Search Privacy Violations, Breaches and Complaints
This database was last updated in December 2015 ago and should only be used as a historical snapshot. More recent data on breaches affecting 500 or more people is available at the U.S. Department of Health and Human Services’ Breach Portal.
Sierra Pacific Network (VISN 21)
Mentioned in a privacy incident report created by the U.S. Department of Veterans Affairs on April 4, 2012. Also cited in 141 other reports.

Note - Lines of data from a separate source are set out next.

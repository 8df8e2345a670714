//! Lookup in hash-ordered sorted arrays.

use relblob_types::{BlobArray, BlobError, BlobKey, BlobResult, BlobSortedArray};

use crate::view::{ArrayView, BlobView};

/// A validated [`BlobSortedArray`].
#[derive(Clone, Copy, Debug)]
pub struct SortedArrayView<'a, K, V> {
    keys: ArrayView<'a, K>,
    values: ArrayView<'a, V>,
}

impl<'a, K: 'static, V: 'static> BlobView<'a, BlobSortedArray<K, V>> {
    pub fn open(&self) -> BlobResult<SortedArrayView<'a, K, V>> {
        let keys = self
            .at::<BlobArray<K>>(BlobSortedArray::<K, V>::KEYS_FIELD)?
            .open()?;
        let values = self
            .at::<BlobArray<V>>(BlobSortedArray::<K, V>::VALUES_FIELD)?
            .open()?;
        if keys.len() != values.len() {
            return Err(BlobError::InvalidArgument(format!(
                "sorted array has {} keys for {} values",
                keys.len(),
                values.len()
            )));
        }
        Ok(SortedArrayView { keys, values })
    }
}

impl<'a, K: BlobKey, V> SortedArrayView<'a, K, V> {
    pub fn len(&self) -> usize {
        self.keys.len()
    }

    pub fn is_empty(&self) -> bool {
        self.keys.is_empty()
    }

    pub fn keys(&self) -> ArrayView<'a, K> {
        self.keys
    }

    pub fn values(&self) -> ArrayView<'a, V> {
        self.values
    }

    /// Binary search by hash, then confirm by equality across the run of
    /// keys sharing that hash.
    pub fn index_of_key(&self, key: &K) -> Option<usize> {
        let hash = key.key_hash();
        let (mut low, mut high) = (0, self.len());
        while low < high {
            let mid = low + (high - low) / 2;
            match hash.cmp(&self.key_at(mid).key_hash()) {
                std::cmp::Ordering::Equal => return self.scan_equal_hashes(mid, key, hash),
                std::cmp::Ordering::Less => high = mid,
                std::cmp::Ordering::Greater => low = mid + 1,
            }
        }
        None
    }

    pub fn contains_key(&self, key: &K) -> bool {
        self.index_of_key(key).is_some()
    }

    pub fn get(&self, key: &K) -> BlobResult<BlobView<'a, V>> {
        let index = self.index_of_key(key).ok_or(BlobError::NotFound)?;
        self.values.get(index)
    }

    /// Keys paired with their values, in stored order.
    pub fn entries(&self) -> impl Iterator<Item = (K, BlobView<'a, V>)> + 'a
    where
        V: 'a,
    {
        self.keys
            .iter()
            .zip(self.values.iter())
            .map(|(key, value)| (key.read(), value))
    }

    fn key_at(&self, index: usize) -> K {
        self.keys.element(index).read()
    }

    fn scan_equal_hashes(&self, found: usize, key: &K, hash: u64) -> Option<usize> {
        let forward = (found..self.len()).take_while(|&i| self.key_at(i).key_hash() == hash);
        let backward = (0..found)
            .rev()
            .take_while(|&i| self.key_at(i).key_hash() == hash);
        forward.chain(backward).find(|&i| self.key_at(i) == *key)
    }
}
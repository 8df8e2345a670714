//! Text encodings for string payloads.

use crate::error::{BlobError, BlobResult};

/// A byte encoding for host strings stored in a blob.
pub trait TextEncoding: Copy + Default + 'static {
    const NAME: &'static str;

    fn encode(text: &str) -> Vec<u8>;

    fn decode(bytes: &[u8]) -> BlobResult<String>;
}

/// UTF-8 bytes, stored unchanged.
#[derive(Clone, Copy, Debug, Default, PartialEq, Eq, Hash)]
pub struct Utf8;

/// UTF-16 code units, little-endian.
#[derive(Clone, Copy, Debug, Default, PartialEq, Eq, Hash)]
pub struct Utf16;

/// UTF-32 scalar values, little-endian.
#[derive(Clone, Copy, Debug, Default, PartialEq, Eq, Hash)]
pub struct Utf32;

fn invalid<E: TextEncoding>(reason: impl ToString) -> BlobError {
    BlobError::InvalidText {
        encoding: E::NAME,
        reason: reason.to_string(),
    }
}

impl TextEncoding for Utf8 {
    const NAME: &'static str = "UTF-8";

    fn encode(text: &str) -> Vec<u8> {
        text.as_bytes().to_vec()
    }

    fn decode(bytes: &[u8]) -> BlobResult<String> {
        std::str::from_utf8(bytes)
            .map(str::to_owned)
            .map_err(invalid::<Self>)
    }
}

impl TextEncoding for Utf16 {
    const NAME: &'static str = "UTF-16";

    fn encode(text: &str) -> Vec<u8> {
        text.encode_utf16().flat_map(u16::to_le_bytes).collect()
    }

    fn decode(bytes: &[u8]) -> BlobResult<String> {
        if bytes.len() % 2 != 0 {
            return Err(invalid::<Self>(format!("odd byte length {}", bytes.len())));
        }
        let units: Vec<u16> = bytes
            .chunks_exact(2)
            .map(|unit| u16::from_le_bytes([unit[0], unit[1]]))
            .collect();
        String::from_utf16(&units).map_err(invalid::<Self>)
    }
}

impl TextEncoding for Utf32 {
    const NAME: &'static str = "UTF-32";

    fn encode(text: &str) -> Vec<u8> {
        text.chars().flat_map(|c| u32::from(c).to_le_bytes()).collect()
    }

    fn decode(bytes: &[u8]) -> BlobResult<String> {
        if bytes.len() % 4 != 0 {
            return Err(invalid::<Self>(format!(
                "byte length {} is not a multiple of 4",
                bytes.len()
            )));
        }
        bytes
            .chunks_exact(4)
            .map(|scalar| {
                let value = u32::from_le_bytes([scalar[0], scalar[1], scalar[2], scalar[3]]);
                char::from_u32(value)
                    .ok_or_else(|| invalid::<Self>(format!("invalid scalar {value:#x}")))
            })
            .collect()
    }
}
use bytemuck::Pod;
use relblob_types::{natural_alignment_of, BlobPtr};

use crate::builder::{BuildHandle, Builder};
use crate::builders::value::ValueBuilder;
use crate::error::BuildResult;
use crate::stream::BlobStream;

/// A pointer to a value built into the patch region.
pub struct PtrBuilder<T: Pod> {
    target: Box<dyn Builder<Target = T>>,
    handle: BuildHandle<BlobPtr<T>>,
}

impl<T: Pod> PtrBuilder<T> {
    pub fn new(value: T) -> Self {
        Self::with_builder(ValueBuilder::new(value))
    }

    /// Point at whatever `target` builds, such as another pointer or an array.
    pub fn with_builder(target: impl Builder<Target = T> + 'static) -> Self {
        Self {
            target: Box::new(target),
            handle: BuildHandle::new(),
        }
    }

    /// Handle of the pointed-to value.
    pub fn target_handle(&self) -> BuildHandle<T> {
        self.target.handle()
    }
}

impl<T: Pod> Builder for PtrBuilder<T> {
    type Target = BlobPtr<T>;

    fn handle(&self) -> BuildHandle<BlobPtr<T>> {
        self.handle.clone()
    }

    fn build_content(&mut self, stream: &mut BlobStream, data_position: usize) -> BuildResult<()> {
        stream.align_patch(natural_alignment_of::<T>())?;
        let target = stream.patch_position();
        stream.to_position(data_position).write_offset(target)?;
        stream.to_position(target);
        self.target.build(stream)
    }

    fn patch_alignment(&self) -> usize {
        natural_alignment_of::<T>()
    }
}

/// A pointer to a value some other builder has already written.
///
/// Adds no patch content, so several pointers can share one target. The
/// target must already be built into the same stream.
#[derive(Debug)]
pub struct RefPtrBuilder<T: Pod> {
    target: BuildHandle<T>,
    handle: BuildHandle<BlobPtr<T>>,
}

impl<T: Pod> RefPtrBuilder<T> {
    pub fn new(target: BuildHandle<T>) -> Self {
        Self {
            target,
            handle: BuildHandle::new(),
        }
    }
}

impl<T: Pod> Builder for RefPtrBuilder<T> {
    type Target = BlobPtr<T>;

    fn handle(&self) -> BuildHandle<BlobPtr<T>> {
        self.handle.clone()
    }

    fn build_content(&mut self, stream: &mut BlobStream, data_position: usize) -> BuildResult<()> {
        let target = self.target.data_position_in(stream)?;
        stream.to_position(data_position).write_offset(target)?;
        Ok(())
    }
}
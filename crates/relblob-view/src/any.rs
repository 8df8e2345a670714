//! Readers for type-erased content.
//!
//! Erased elements carry their byte size, and a typed read is allowed only
//! when the requested type fits in it.

use std::any::type_name;
use std::mem::size_of;
use std::ops::Range;

use bytemuck::Pod;
use relblob_types::{
    BlobArray, BlobArrayAny, BlobError, BlobPtrAny, BlobResult, BlobTreeAny,
};

use crate::tree::{delegate_tree_queries, EndIndices};
use crate::view::{ArrayView, BlobView};

/// Fails unless a `T` fits in `size` recorded bytes.
pub fn check_size<T>(size: usize) -> BlobResult<()> {
    if size_of::<T>() > size {
        return Err(BlobError::InvalidArgument(format!(
            "{} needs {} bytes but only {size} are recorded",
            type_name::<T>(),
            size_of::<T>()
        )));
    }
    Ok(())
}

/// A validated [`BlobArrayAny`].
#[derive(Clone, Copy, Debug)]
pub struct AnyArrayView<'a> {
    offsets: ArrayView<'a, i32>,
    data: ArrayView<'a, u8>,
}

impl<'a> BlobView<'a, BlobArrayAny> {
    pub fn open(&self) -> BlobResult<AnyArrayView<'a>> {
        let offsets = self
            .at::<BlobArray<i32>>(BlobArrayAny::OFFSETS_FIELD)?
            .open()?;
        let data = self.at::<BlobArray<u8>>(BlobArrayAny::DATA_FIELD)?.open()?;
        Ok(AnyArrayView { offsets, data })
    }
}

impl<'a> AnyArrayView<'a> {
    pub fn len(&self) -> usize {
        self.offsets.len().saturating_sub(1)
    }

    pub fn is_empty(&self) -> bool {
        self.len() == 0
    }

    /// Byte offset of element `index` from the start of the data region.
    pub fn offset(&self, index: usize) -> BlobResult<usize> {
        Ok(self.span(index)?.start)
    }

    /// Recorded byte size of element `index`.
    pub fn size(&self, index: usize) -> BlobResult<usize> {
        Ok(self.span(index)?.len())
    }

    pub fn bytes(&self, index: usize) -> BlobResult<&'a [u8]> {
        let span = self.span(index)?;
        Ok(&self.data.as_bytes()[span])
    }

    /// View element `index` as a `T`.
    pub fn value<T>(&self, index: usize) -> BlobResult<BlobView<'a, T>> {
        let span = self.span(index)?;
        check_size::<T>(span.len())?;
        Ok(BlobView::new_unchecked(
            self.data.blob(),
            self.data.data_position() + span.start,
        ))
    }

    pub fn read<T: Pod>(&self, index: usize) -> BlobResult<T> {
        Ok(self.value::<T>(index)?.read())
    }

    /// Total size of the data region.
    pub fn data_len(&self) -> usize {
        self.data.len()
    }

    fn span(&self, index: usize) -> BlobResult<Range<usize>> {
        if index >= self.len() {
            return Err(BlobError::OutOfRange {
                index,
                length: self.len(),
            });
        }
        let start = self.offsets.element(index).read();
        let end = self.offsets.element(index + 1).read();
        match (usize::try_from(start), usize::try_from(end)) {
            (Ok(start), Ok(end)) if start <= end && end <= self.data.len() => Ok(start..end),
            _ => Err(BlobError::InvalidArgument(format!(
                "corrupt offsets {start}..{end} for element {index}"
            ))),
        }
    }
}

/// A validated [`BlobPtrAny`].
#[derive(Clone, Copy, Debug)]
pub struct AnyPtrView<'a> {
    data: ArrayView<'a, u8>,
}

impl<'a> BlobView<'a, BlobPtrAny> {
    pub fn open(&self) -> BlobResult<AnyPtrView<'a>> {
        let data = self.at::<BlobArray<u8>>(0)?.open()?;
        Ok(AnyPtrView { data })
    }
}

impl<'a> AnyPtrView<'a> {
    /// Recorded byte size of the target.
    pub fn size(&self) -> usize {
        self.data.len()
    }

    pub fn bytes(&self) -> &'a [u8] {
        self.data.as_bytes()
    }

    pub fn value<T>(&self) -> BlobResult<BlobView<'a, T>> {
        check_size::<T>(self.size())?;
        Ok(BlobView::new_unchecked(
            self.data.blob(),
            self.data.data_position(),
        ))
    }

    pub fn read<T: Pod>(&self) -> BlobResult<T> {
        Ok(self.value::<T>()?.read())
    }
}

/// A validated [`BlobTreeAny`].
#[derive(Clone, Copy, Debug)]
pub struct AnyTreeView<'a> {
    structure: EndIndices<'a>,
    data: AnyArrayView<'a>,
}

impl<'a> BlobView<'a, BlobTreeAny> {
    pub fn open(&self) -> BlobResult<AnyTreeView<'a>> {
        let end_indices = self
            .at::<BlobArray<i32>>(BlobTreeAny::END_INDICES_FIELD)?
            .open()?;
        let data = self.at::<BlobArrayAny>(BlobTreeAny::DATA_FIELD)?.open()?;
        if end_indices.len() != data.len() {
            return Err(BlobError::InvalidArgument(format!(
                "tree has {} end indices for {} nodes",
                end_indices.len(),
                data.len()
            )));
        }
        Ok(AnyTreeView {
            structure: EndIndices::new(end_indices),
            data,
        })
    }
}

impl<'a> AnyTreeView<'a> {
    pub fn len(&self) -> usize {
        self.structure.len()
    }

    pub fn is_empty(&self) -> bool {
        self.structure.is_empty()
    }

    /// The node values as an erased array.
    pub fn nodes(&self) -> AnyArrayView<'a> {
        self.data
    }

    pub fn size(&self, index: usize) -> BlobResult<usize> {
        self.data.size(index)
    }

    pub fn value<T>(&self, index: usize) -> BlobResult<BlobView<'a, T>> {
        self.data.value(index)
    }

    pub fn read<T: Pod>(&self, index: usize) -> BlobResult<T> {
        self.data.read(index)
    }

    delegate_tree_queries!('a);
}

Report ID: SPE000000073689, U.S. Department of Veterans Affairs
Reported Entity: VISN 21 Fresno, CA
Issue:
A Vendor who provides cardiovascular implants and who also participates in surgeries at this facility reported that his briefcase that contained his company laptop was stolen from his vehicle this morning. His laptop contained the CT scan images for two Patient A and Patient B. The Vendor advised that his laptop was password protected and that he had filed a report with the local municipal police. Also contained in the briefcase were implant graphs on paper that contained the two Patients' names only. Update: 04/05/12:Two Patients will receive a letter offering credit protection services and 2 Veterans will receive a notification letter.04/09/12:ISO & PO communicated with company POC today via telephone and email. POC will confer with their IT department and verify what types of protection are utilzed on their company laptops. POC will get back to ISO & PO with information on next working day.
Outcome:
Upon investigating this incident with the Vendor and Surgery Service, it was discovered that images for implants were provided to a vendor on a CD for review to allow the vendor to determine what cardiovascular implants might be required. The images were downloaded to the vendor's laptop and the disc returned to the VA. Following completion of the procedure the images were deleted. The vendor stated that encryption was used on the laptop but could not say what kind. The investigation provided the following findings: The Vendor was not required to take VA or VHA Mandatory training. The Vendor will be instructed to register in TMS and take Privacy and Information Security Awareness Training and Privacy and HIPAA Training. No images will be provided to the Vendor on CD. The Vendor will review any images with the Dr. at the VA facility prior to any procedures. The matter of no contract for the vendor's company will be researched to determine if a contract is required for this Vendor or if a BAA can be used to ensure compliance with VA regulations.